“The fault dear Brutus, is not in our stars,
But in ourselves, that we are underlings”
-Julius Caesar; Act I, Scene ii
The debate over whether Shakespeare did or did not write all the plays attributed him rages on in Academia. (Article Here) Of course the rest of the world simply shrugs and moves on. But there is a lesson to be learned from all this:
KEEP GOOD RECORDS!!!
It’s a few hundred years after the fact. There will most likely never be a resolution to this debate. It’s too late; after the fact is never the right time to go back and correct something. If that were the case, we’d all graduate with 4.0 GPAs. (Owing to our ability to go back and change all our wrong answers). If one looks at the controversy, the reasons for it quickly come into existence:
The only accurate records that exist from the 1600s are real estate and financial. Basing one’s opinion only on those records would be foolish; it’s entirely skewed.
Secondly, there are no detailed notes for the writing of the plays. No handwriting samples, brain storming sessions, or anything. Just the finished works of Shakespeare.
Everything is left up to conjucture and hearsay at that point; combined with the viral, inflammatory nature of the internet and conspiracies are born a plenty.

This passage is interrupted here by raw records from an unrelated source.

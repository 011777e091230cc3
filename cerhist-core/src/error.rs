//! Error types for cerhist-core.

use thiserror::Error;

/// Result type alias for core operations.
pub type Result<T> = std::result::Result<T, Error>;

/// Core error types for record and geometry handling.
#[derive(Error, Debug)]
pub enum Error {
    /// Record row count does not split evenly into sub-blocks.
    #[error("record with {rows} rows does not split into {expected} sub-blocks")]
    ShapeMismatch {
        /// Number of 7-column rows in the offending record.
        rows: usize,
        /// Required sub-block count.
        expected: usize,
    },

    /// Configuration error.
    #[error("configuration error: {0}")]
    Config(String),
}
//! I/O error types.

use thiserror::Error;

/// Result type for I/O operations.
pub type Result<T> = std::result::Result<T, Error>;

/// I/O error types.
#[derive(Error, Debug)]
pub enum Error {
    /// File I/O error.
    #[error("I/O error: {0}")]
    Io(#[from] std::io::Error),

    /// A record violates the Fortran unformatted framing or element layout.
    #[error("malformed record {record}: {reason}")]
    MalformedRecord {
        /// 1-based index of the offending record.
        record: usize,
        /// The violated invariant.
        reason: String,
    },

    /// The stream ended without a run-end marker.
    #[error("stream ended after {records} record(s) without a run-end marker; truncated or non-CORSIKA input")]
    UnexpectedEof {
        /// Records successfully read before the end of the stream.
        records: usize,
    },

    /// Datacard configuration error.
    #[error("configuration error: {0}")]
    Config(String),

    /// Core library error.
    #[error("core error: {0}")]
    Core(#[from] cerhist_core::Error),
}
//! cerhist-io: file I/O for CORSIKA Cherenkov histograms.
//!
//! This crate provides memory-mapped reading of Fortran unformatted record
//! streams, datacard configuration parsing, the streaming driver that turns
//! a record stream into accumulated histograms, and the formatted table
//! writer.

mod datacard;
mod error;
pub mod pipeline;
mod reader;
mod writer;

pub use datacard::DataCard;
pub use error::{Error, Result};
pub use pipeline::{run, RunSummary, FLUSH_CADENCE};
pub use reader::{MappedFileReader, RecordReader};
pub use writer::{output_filename, HistogramWriter, Pointing};
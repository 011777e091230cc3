//! Memory-mapped readers for Fortran unformatted record streams.

use crate::{Error, Result};
use cerhist_core::record::{Record, RECORD_ELEMENT_MULTIPLE};
use memmap2::Mmap;
use std::fs::File;
use std::path::{Path, PathBuf};

/// A memory-mapped file reader.
///
/// Uses memmap2 to access file contents without loading the entire file
/// into memory. The mapping is released when the reader is dropped.
pub struct MappedFileReader {
    mmap: Mmap,
    path: PathBuf,
}

impl MappedFileReader {
    /// Opens a file for memory-mapped reading.
    ///
    /// # Errors
    /// Returns an error if the file cannot be opened or memory-mapped.
    pub fn open<P: AsRef<Path>>(path: P) -> Result<Self> {
        let file = File::open(&path)?;
        // SAFETY: The file is opened read-only and we assume it is not modified concurrently.
        // This is the standard safety contract for memory mapping.
        #[allow(unsafe_code)]
        let mmap = unsafe { Mmap::map(&file)? };
        Ok(Self {
            mmap,
            path: path.as_ref().to_path_buf(),
        })
    }

    /// Returns the file contents as a byte slice.
    #[must_use]
    pub fn as_bytes(&self) -> &[u8] {
        &self.mmap[..]
    }

    /// Returns the file size in bytes.
    #[must_use]
    pub fn len(&self) -> usize {
        self.mmap.len()
    }

    /// Returns true if the file is empty.
    #[must_use]
    pub fn is_empty(&self) -> bool {
        self.mmap.is_empty()
    }
}

/// Sequential reader over the Fortran unformatted records of a CORSIKA
/// Cherenkov output file.
///
/// Each record is framed by a 4-byte little-endian length prefix and an
/// identical suffix, with a payload of 32-bit floats. The cursor only moves
/// forward; there is no seeking and no buffering beyond the current record.
pub struct RecordReader {
    reader: MappedFileReader,
    offset: usize,
    records_read: usize,
}

impl RecordReader {
    /// Opens a CORSIKA output file for sequential record reading.
    ///
    /// # Errors
    /// Returns an error if the file cannot be opened or memory-mapped.
    pub fn open<P: AsRef<Path>>(path: P) -> Result<Self> {
        Ok(Self {
            reader: MappedFileReader::open(path)?,
            offset: 0,
            records_read: 0,
        })
    }

    /// The path of the underlying file.
    #[must_use]
    pub fn path(&self) -> &Path {
        &self.reader.path
    }

    /// Records successfully read so far.
    #[must_use]
    pub fn records_read(&self) -> usize {
        self.records_read
    }

    /// Reads the next record, or `Ok(None)` at a clean end of the stream.
    ///
    /// # Errors
    /// Returns [`Error::MalformedRecord`] on framing violations: a truncated
    /// record, disagreeing length markers, a payload that is not whole
    /// 32-bit words, or an element count that does not fill 21 sub-blocks of
    /// 7-column rows.
    pub fn next_record(&mut self) -> Result<Option<Record>> {
        let data = self.reader.as_bytes();
        if self.offset == data.len() {
            return Ok(None);
        }
        let index = self.records_read + 1;

        let byte_len = self
            .read_marker(self.offset)
            .ok_or_else(|| malformed(index, "truncated length prefix"))?;
        let payload_start = self.offset + 4;
        let payload_end = payload_start + byte_len;

        if byte_len == 0 || !byte_len.is_multiple_of(4) {
            return Err(malformed(
                index,
                format!("payload of {byte_len} bytes is not whole 32-bit words"),
            ));
        }
        if payload_end + 4 > data.len() {
            return Err(malformed(
                index,
                format!("payload of {byte_len} bytes runs past the end of the file"),
            ));
        }
        let suffix = self
            .read_marker(payload_end)
            .ok_or_else(|| malformed(index, "truncated length suffix"))?;
        if suffix != byte_len {
            return Err(malformed(
                index,
                format!("length suffix {suffix} disagrees with prefix {byte_len}"),
            ));
        }

        let count = byte_len / 4;
        if !count.is_multiple_of(RECORD_ELEMENT_MULTIPLE) {
            return Err(malformed(
                index,
                format!("element count {count} is not a multiple of {RECORD_ELEMENT_MULTIPLE}"),
            ));
        }

        // chunks_exact(4) guarantees each chunk converts; the unwrap cannot
        // fire.
        let elements: Vec<f32> = data[payload_start..payload_end]
            .chunks_exact(4)
            .map(|chunk| f32::from_le_bytes(chunk.try_into().unwrap()))
            .collect();

        let record = Record::from_elements(elements)?;
        self.offset = payload_end + 4;
        self.records_read += 1;
        Ok(Some(record))
    }

    fn read_marker(&self, offset: usize) -> Option<usize> {
        let bytes: [u8; 4] = self
            .reader
            .as_bytes()
            .get(offset..offset + 4)?
            .try_into()
            .ok()?;
        Some(u32::from_le_bytes(bytes) as usize)
    }
}

fn malformed(record: usize, reason: impl Into<String>) -> Error {
    Error::MalformedRecord {
        record,
        reason: reason.into(),
    }
}

#[cfg(test)]
mod tests {
    use super::*;
    use std::io::Write;
    use tempfile::NamedTempFile;

    fn write_record(out: &mut impl Write, elements: &[f32]) {
        let byte_len = u32::try_from(elements.len() * 4).unwrap();
        out.write_all(&byte_len.to_le_bytes()).unwrap();
        for value in elements {
            out.write_all(&value.to_le_bytes()).unwrap();
        }
        out.write_all(&byte_len.to_le_bytes()).unwrap();
    }

    #[test]
    fn test_mapped_file_reader() {
        let mut file = NamedTempFile::new().unwrap();
        let data: Vec<u8> = (0..64).collect();
        file.write_all(&data).unwrap();
        file.flush().unwrap();

        let reader = MappedFileReader::open(file.path()).unwrap();
        assert_eq!(reader.len(), 64);
        assert!(!reader.is_empty());
        assert_eq!(reader.as_bytes(), &data[..]);
    }

    #[test]
    fn test_reads_records_then_clean_eof() {
        let mut file = NamedTempFile::new().unwrap();
        write_record(file.as_file_mut(), &[1.0; RECORD_ELEMENT_MULTIPLE]);
        write_record(file.as_file_mut(), &[2.0; RECORD_ELEMENT_MULTIPLE * 2]);
        file.flush().unwrap();

        let mut reader = RecordReader::open(file.path()).unwrap();
        let first = reader.next_record().unwrap().unwrap();
        assert_eq!(first.rows(), 21);
        let second = reader.next_record().unwrap().unwrap();
        assert_eq!(second.rows(), 42);
        assert!(reader.next_record().unwrap().is_none());
        assert_eq!(reader.records_read(), 2);
    }

    #[test]
    fn test_empty_file_is_clean_eof() {
        let file = NamedTempFile::new().unwrap();
        let mut reader = RecordReader::open(file.path()).unwrap();
        assert!(reader.next_record().unwrap().is_none());
    }

    #[test]
    fn test_rejects_bad_element_count() {
        let mut file = NamedTempFile::new().unwrap();
        write_record(file.as_file_mut(), &[1.0; 140]); // divisible by 7, not by 147
        file.flush().unwrap();

        let mut reader = RecordReader::open(file.path()).unwrap();
        assert!(matches!(
            reader.next_record(),
            Err(Error::MalformedRecord { record: 1, .. })
        ));
    }

    #[test]
    fn test_rejects_disagreeing_markers() {
        let mut file = NamedTempFile::new().unwrap();
        let byte_len = u32::try_from(RECORD_ELEMENT_MULTIPLE * 4).unwrap();
        file.write_all(&byte_len.to_le_bytes()).unwrap();
        for _ in 0..RECORD_ELEMENT_MULTIPLE {
            file.write_all(&1.0f32.to_le_bytes()).unwrap();
        }
        file.write_all(&(byte_len + 4).to_le_bytes()).unwrap();
        file.flush().unwrap();

        let mut reader = RecordReader::open(file.path()).unwrap();
        assert!(matches!(
            reader.next_record(),
            Err(Error::MalformedRecord { record: 1, .. })
        ));
    }

    #[test]
    fn test_rejects_truncated_payload() {
        let mut file = NamedTempFile::new().unwrap();
        let byte_len = u32::try_from(RECORD_ELEMENT_MULTIPLE * 4).unwrap();
        file.write_all(&byte_len.to_le_bytes()).unwrap();
        file.write_all(&1.0f32.to_le_bytes()).unwrap(); // then nothing
        file.flush().unwrap();

        let mut reader = RecordReader::open(file.path()).unwrap();
        assert!(matches!(
            reader.next_record(),
            Err(Error::MalformedRecord { record: 1, .. })
        ));
    }
}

For a modern example of this: Look at the recent financial meltdown. If one looks at Greece and others, they were able to hide debt. It effectively rendered their records incomplete. Because of this, a small run in foreclosures sparked the Great Recession. Had a fuller picture been available, things might have turned out differently. Again, this is hindsight.
If the records had been complete, and available, more than 12 people would have picked up on the dangers that derivatives and speculation posed. But as it stands today, using trickery and distraction caused the greatest financial crisis since the Great Depression.
While an economy can weather something of so grand a scale; a business or a homeowner, can not.
“Canst thou, O partial sleep, give thy repose
To the wet sea-boy in an hour so rude,
And in the calmest and most stillest night,
With all appliances and means to boot,
Deny it to a king? Then happy low, lie down!
Uneasy lies the head that wears a crown.”